Daímôn desserra le poing pour observer l'entaille mais n'en vit aucune. La peau s'était régénérée comme si de rien n'était, ne laissant plus que quelques taches d'hémoglobine bleutée sur l'épiderme intacte. Il présenta sa paume à Cupidon et Hécate qui ne parurent pas le moins surpris du monde. La déesse de la Magie se focalisa sur son incantation.
Psalmodiant des paroles incompréhensibles, elle versa deux gouttes de plus dans le lébès en agitant la lame. Au contact de ces deux dernières perles, le liquide dans l'antique chaudron adopta une couleur bleutée brillante se reflétant dans la pièce, tels les rayons d'Hélios.
Les forces obscures emplirent la demeure, se tortillèrent autour des divinités, rebroussant tous les poils de Daímôn.

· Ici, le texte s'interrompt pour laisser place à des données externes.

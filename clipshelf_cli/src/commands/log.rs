use crate::cli::{Cli, OutputFormat};
use crate::commands::{load_library, open_store, Result};
use crate::output::{base_table, format_timestamp, print_json, truncate_text};
use owo_colors::OwoColorize;

pub fn run(cli: &Cli, limit: usize) -> Result<()> {
    let store = open_store(cli);
    let library = load_library(&store);
    let events = library.recent_activity(limit);

    match cli.output {
        OutputFormat::Pretty => {
            if events.is_empty() {
                println!("{}", "No activity recorded yet".yellow());
                return Ok(());
            }

            println!("{}", "Activity Log".bold().cyan());
            println!();

            let mut table = base_table(vec!["When", "Action", "Entity", "Detail"]);
            for event in &events {
                table.add_row(vec![
                    format_timestamp(&event.created_at),
                    event.action.as_str().to_string(),
                    event.entity_type.clone(),
                    truncate_text(event.detail.as_deref().unwrap_or(""), 48),
                ]);
            }
            println!("{}", table);
        }
        OutputFormat::Json => print_json(&events)?,
        OutputFormat::Text => {
            for event in &events {
                println!(
                    "{}\t{}\t{}",
                    event.created_at.to_rfc3339(),
                    event.action.as_str(),
                    event.detail.as_deref().unwrap_or("")
                );
            }
        }
    }

    Ok(())
}
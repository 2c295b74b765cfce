use clipshelf_core::metadata::{MetadataOutcome, MetadataResolver, DEFAULT_PLACEHOLDER};

fn resolver_against(server: &mockito::ServerGuard) -> MetadataResolver {
    MetadataResolver::new()
        .unwrap()
        .with_endpoint(format!("{}/oembed", server.url()))
}

#[tokio::test]
async fn test_oembed_success_resolves_full_record() {
    let mut server = mockito::Server::new_async().await;
    let mock = server
        .mock("GET", "/oembed")
        .match_query(mockito::Matcher::UrlEncoded(
            "format".into(),
            "json".into(),
        ))
        .with_status(200)
        .with_header("content-type", "application/json")
        .with_body(
            r#"{
                "title": "Never Gonna Give You Up",
                "author_name": "Rick Astley",
                "author_url": "https://www.youtube.com/@RickAstleyYT"
            }"#,
        )
        .create_async()
        .await;

    let resolver = resolver_against(&server);
    let outcome = resolver
        .resolve("https://www.youtube.com/watch?v=dQw4w9WgXcQ")
        .await;

    mock.assert_async().await;
    match outcome {
        MetadataOutcome::Resolved(meta) => {
            assert_eq!(meta.title, "Never Gonna Give You Up");
            assert_eq!(meta.channel_name, "Rick Astley");
            assert_eq!(meta.channel_url, "https://www.youtube.com/@RickAstleyYT");
            assert_eq!(
                meta.thumbnail_url,
                "https://img.youtube.com/vi/dQw4w9WgXcQ/mqdefault.jpg"
            );
        }
        other => panic!("expected Resolved, got {:?}", other),
    }
}

#[tokio::test]
async fn test_oembed_404_is_fetch_failed() {
    let mut server = mockito::Server::new_async().await;
    let mock = server
        .mock("GET", "/oembed")
        .match_query(mockito::Matcher::Any)
        .with_status(404)
        .with_body("Not Found")
        .create_async()
        .await;

    let resolver = resolver_against(&server);
    let outcome = resolver
        .resolve("https://www.youtube.com/watch?v=dQw4w9WgXcQ")
        .await;

    mock.assert_async().await;
    // A failed fetch is a distinct variant, not a record of empty strings
    assert_eq!(outcome, MetadataOutcome::FetchFailed);
}

#[tokio::test]
async fn test_oembed_bad_json_is_fetch_failed() {
    let mut server = mockito::Server::new_async().await;
    let _mock = server
        .mock("GET", "/oembed")
        .with_status(200)
        .with_body("<html>surprise</html>")
        .create_async()
        .await;

    let resolver = resolver_against(&server);
    let outcome = resolver
        .resolve("https://www.youtube.com/watch?v=dQw4w9WgXcQ")
        .await;

    assert_eq!(outcome, MetadataOutcome::FetchFailed);
}

#[tokio::test]
async fn test_facebook_requires_manual_entry_without_network() {
    let mut server = mockito::Server::new_async().await;
    // Expect zero hits: the Facebook path must not touch the endpoint
    let mock = server
        .mock("GET", mockito::Matcher::Any)
        .expect(0)
        .create_async()
        .await;

    let resolver = resolver_against(&server);
    let outcome = resolver
        .resolve("https://www.facebook.com/somepage/videos/1234567890")
        .await;

    mock.assert_async().await;
    match outcome {
        MetadataOutcome::ManualEntryRequired(meta) => {
            assert_eq!(meta.title, "");
            assert_eq!(meta.channel_name, "");
            assert_eq!(meta.channel_url, "");
            assert_eq!(meta.thumbnail_url, DEFAULT_PLACEHOLDER);
        }
        other => panic!("expected ManualEntryRequired, got {:?}", other),
    }
}

#[tokio::test]
async fn test_unrecognized_url_resolves_to_nothing() {
    let mut server = mockito::Server::new_async().await;
    let mock = server
        .mock("GET", mockito::Matcher::Any)
        .expect(0)
        .create_async()
        .await;

    let resolver = resolver_against(&server);
    assert_eq!(
        resolver.resolve("https://example.com").await,
        MetadataOutcome::Unrecognized
    );
    assert_eq!(
        resolver.resolve("not a url").await,
        MetadataOutcome::Unrecognized
    );

    mock.assert_async().await;
}
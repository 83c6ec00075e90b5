//! Endpoint identity: id, display name, key pair and the contact list.

mod keyshare;
mod keystore;

pub use keyshare::KeyShare;
pub use keystore::{load, read_keystore_file, save, write_keystore_file};

use rand::{distributions::Uniform, rngs::OsRng, Rng};

use crate::crypto::{KeyPair, PrivateKey, PublicKey};
use crate::error::{Error, Result};

/// Length of every identity id, and the only thing the relay checks at
/// handshake time.
pub const ID_LENGTH: usize = 64;

const ID_ALPHABET: &[u8] = b"abcdefghijklmnopqrstuvwxyzABCDEFGHIJKLMNOPQRSTUVWXYZ0123456789_";

/// Generate a random identity id from the OS random source.
pub fn generate_id() -> String {
    let mut rng = OsRng;
    let index = Uniform::from(0..ID_ALPHABET.len());
    (0..ID_LENGTH)
        .map(|_| ID_ALPHABET[rng.sample(index)] as char)
        .collect()
}

/// A known peer, learned out-of-band from a keyshare file.
#[derive(Debug, Clone, PartialEq, Eq)]
pub struct Contact {
    pub id: String,
    pub username: String,
    pub public_key: PublicKey,
}

/// The local endpoint's identity.
///
/// Everything except the contact list is fixed at creation. Adding a contact
/// yields a new `Identity`; persist it with [`save`].
#[derive(Debug, Clone, PartialEq, Eq)]
pub struct Identity {
    id: String,
    username: String,
    keypair: KeyPair,
    contacts: Vec<Contact>,
}

impl Identity {
    /// Provision a brand new identity with a fresh key pair and id.
    pub fn new(username: impl Into<String>) -> Self {
        Self {
            id: generate_id(),
            username: username.into(),
            keypair: KeyPair::generate(),
            contacts: Vec::new(),
        }
    }

    /// Assemble an identity from stored parts, enforcing key pair consistency
    /// and contact id uniqueness.
    pub fn from_parts(
        id: String,
        username: String,
        keypair: KeyPair,
        contacts: Vec<Contact>,
    ) -> Result<Self> {
        if keypair.private_key.public_key() != keypair.public_key {
            return Err(Error::InvalidKeystore(
                "public key does not match private key".to_string(),
            ));
        }
        let mut identity = Self {
            id,
            username,
            keypair,
            contacts: Vec::with_capacity(contacts.len()),
        };
        for contact in contacts {
            if identity.contact(&contact.id).is_some() {
                return Err(Error::InvalidKeystore(format!(
                    "duplicate contact {}",
                    contact.id
                )));
            }
            identity.contacts.push(contact);
        }
        Ok(identity)
    }

    pub fn id(&self) -> &str {
        &self.id
    }

    pub fn username(&self) -> &str {
        &self.username
    }

    pub fn keypair(&self) -> &KeyPair {
        &self.keypair
    }

    pub fn public_key(&self) -> &PublicKey {
        &self.keypair.public_key
    }

    pub fn private_key(&self) -> &PrivateKey {
        &self.keypair.private_key
    }

    pub fn contacts(&self) -> &[Contact] {
        &self.contacts
    }

    pub fn contact(&self, id: &str) -> Option<&Contact> {
        self.contacts.iter().find(|c| c.id == id)
    }

    pub fn lookup_username(&self, id: &str) -> Option<&str> {
        self.contact(id).map(|c| c.username.as_str())
    }

    /// Return a copy of this identity with one more contact appended.
    pub fn add_contact(
        &self,
        id: impl Into<String>,
        username: impl Into<String>,
        public_key: PublicKey,
    ) -> Result<Identity> {
        let id = id.into();
        if self.contact(&id).is_some() {
            return Err(Error::DuplicateContact(id));
        }

        let mut next = self.clone();
        next.contacts.push(Contact {
            id,
            username: username.into(),
            public_key,
        });
        Ok(next)
    }

    pub fn add_contact_from_keyshare(&self, share: &KeyShare) -> Result<Identity> {
        let contact = share.to_contact()?;
        self.add_contact(contact.id, contact.username, contact.public_key)
    }

    pub fn keyshare(&self) -> KeyShare {
        KeyShare::from_identity(self)
    }
}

Celui-ci dénota bien les ténèbres envahir l'espace, ramper contre lui, s'immiscer en lui. Ce pouvoir si mystérieux et lugubre lui donnait froid dans le dos, et il se mit à espérer au plus profond de lui qu'il n'avait aucun lien avec une telle énergie noire.
Soudain, les yeux d'Hécate se révulsèrent et phosphorèrent de mille feux. Un brouillard s'échappa du lébès et engloba la Magicienne, avant d'occulter toute la pièce.
Daímôn et Cupidon se retrouvèrent ainsi à la merci du sortilège de la déesse de la Magie.
(suite du chapitre 5 en suivant...)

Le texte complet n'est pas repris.